Analysis of Potential Anti-Cancer Effects of Cannabinol and Cannabidiol using HCC1806 and HEK293 Cell Lines
Humans produce endocannabinoids that act as neuromodulators in the endocannabinoid system. They bind to Gαi protein-coupled cannabinoid receptors to control the release of many neurotransmitters. Cannabinoids receptor 1 (CB1) mediates psychoactive effects through its location mostly in the central nervous system while Cannabinoid receptor 2 (CB2) regulates various immune responses through its location in peripheral tissues. The endocannabinoid system has been used as a molecular target by research to treat diseases such as multiple sclerosis, cardiovascular disorders, obesity and inflammatory pain. Thus, the endocannabinoid system is a potential molecular target to treat cancer. With the proposed legalization of recreational marijuana and with growing number of patients using cannabis for medicinal purpose, there is an urgent need to provide data on potential medicinal value of cannabis and cannabinoids.

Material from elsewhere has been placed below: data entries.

//! Crate error type. Stale pids and denied queries are not errors; they are
//! absorbed by the resolver.

use crate::os::OsError;
use thiserror::Error;

#[derive(Debug, Error)]
pub enum Error {
    #[error("unexpected OS error while resolving pid {pid}")]
    Resolve {
        pid: u32,
        #[source]
        source: OsError,
    },

    #[error("process snapshot failed")]
    Snapshot(#[source] OsError),

    #[error("event subscription setup failed")]
    Subscription(#[source] OsError),

    #[error("invalid config {path}")]
    Config {
        path: String,
        #[source]
        source: ConfigError,
    },
}

#[derive(Debug, Error)]
pub enum ConfigError {
    #[error(transparent)]
    Io(#[from] std::io::Error),
    #[error(transparent)]
    Json(#[from] serde_json::Error),
}

pub type Result<T> = std::result::Result<T, Error>;
//! Log subscriber setup and one-object-per-line (ndjson) output.

use crate::process::Process;
use serde::Serialize;
use std::io::Write;
use tracing_subscriber::fmt::format::FmtSpan;
use tracing_subscriber::layer::SubscriberExt;
use tracing_subscriber::util::SubscriberInitExt;
use tracing_subscriber::EnvFilter;

/// One CLI output line: a snapshot row or a watcher change.
#[derive(Serialize)]
pub struct ProcessLine<'a> {
    pub ts: String,
    pub event: &'a str,
    pub pid: u32,
    #[serde(skip_serializing_if = "Option::is_none")]
    pub process: Option<&'a Process>,
    #[serde(skip_serializing_if = "Option::is_none")]
    pub architecture: Option<String>,
}

impl<'a> ProcessLine<'a> {
    pub fn row(event: &'a str, process: &'a Process) -> Self {
        Self {
            ts: chrono::Utc::now().to_rfc3339(),
            event,
            pid: process.pid,
            process: Some(process),
            architecture: Some(process.architecture_label()),
        }
    }

    pub fn removed(pid: u32) -> Self {
        Self {
            ts: chrono::Utc::now().to_rfc3339(),
            event: "removed",
            pid,
            process: None,
            architecture: None,
        }
    }
}

pub struct StructuredLogger;

impl StructuredLogger {
    /// Install the global subscriber on stderr; `RUST_LOG` overrides `default_level`.
    pub fn init(json: bool, default_level: &str) {
        let filter = EnvFilter::try_from_default_env().unwrap_or_else(|_| EnvFilter::new(default_level));
        if json {
            let fmt = tracing_subscriber::fmt::layer()
                .json()
                .with_span_events(FmtSpan::NONE)
                .with_writer(std::io::stderr);
            tracing_subscriber::registry().with(filter).with(fmt).init();
        } else {
            tracing_subscriber::registry()
                .with(filter)
                .with(tracing_subscriber::fmt::layer().with_writer(std::io::stderr))
                .init();
        }
    }

    /// Write `event` as a single JSON line.
    pub fn emit_json(event: &impl Serialize, w: &mut impl Write) -> std::io::Result<()> {
        let line = serde_json::to_string(event)?;
        writeln!(w, "{}", line)
    }
}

The Cannabis Sativa plant naturally synthesizes numerous different cannabinoids of which (CBN) and cannabidiol (CBD) have promising properties in cancer treatment. CBD is a phytocannabinoid known for its anticonvulsant and anti-nausea properties. Previous research suggests that CBD can target breast cancer cells while preserving normal cells. CBN is another phyotocannabinoid with anti-inflammatory properties that can potentially aid to reduce inflammation resulting from cancer. This study aims to determine if CBN and CBD have an effect on cancer cells and normal cells. We hypothesize that we may observe an increase in apoptosis of cancer cells treated with the two compounds but no effect or perhaps even a slight increase in normal cell growth. Preliminary data in lab suggests that these compounds have anti-cancer properties and we want to solidify this evidence through repetition of the experiment. Various concentrations of CBN and CBD were administered separately to HCC1806 breast cancer cells and HEK293 normal human kidney cells for 24 hours before conducting apoptosis and cell cycle assays to determine if the cannabinoids had induced cell death or affected proliferation.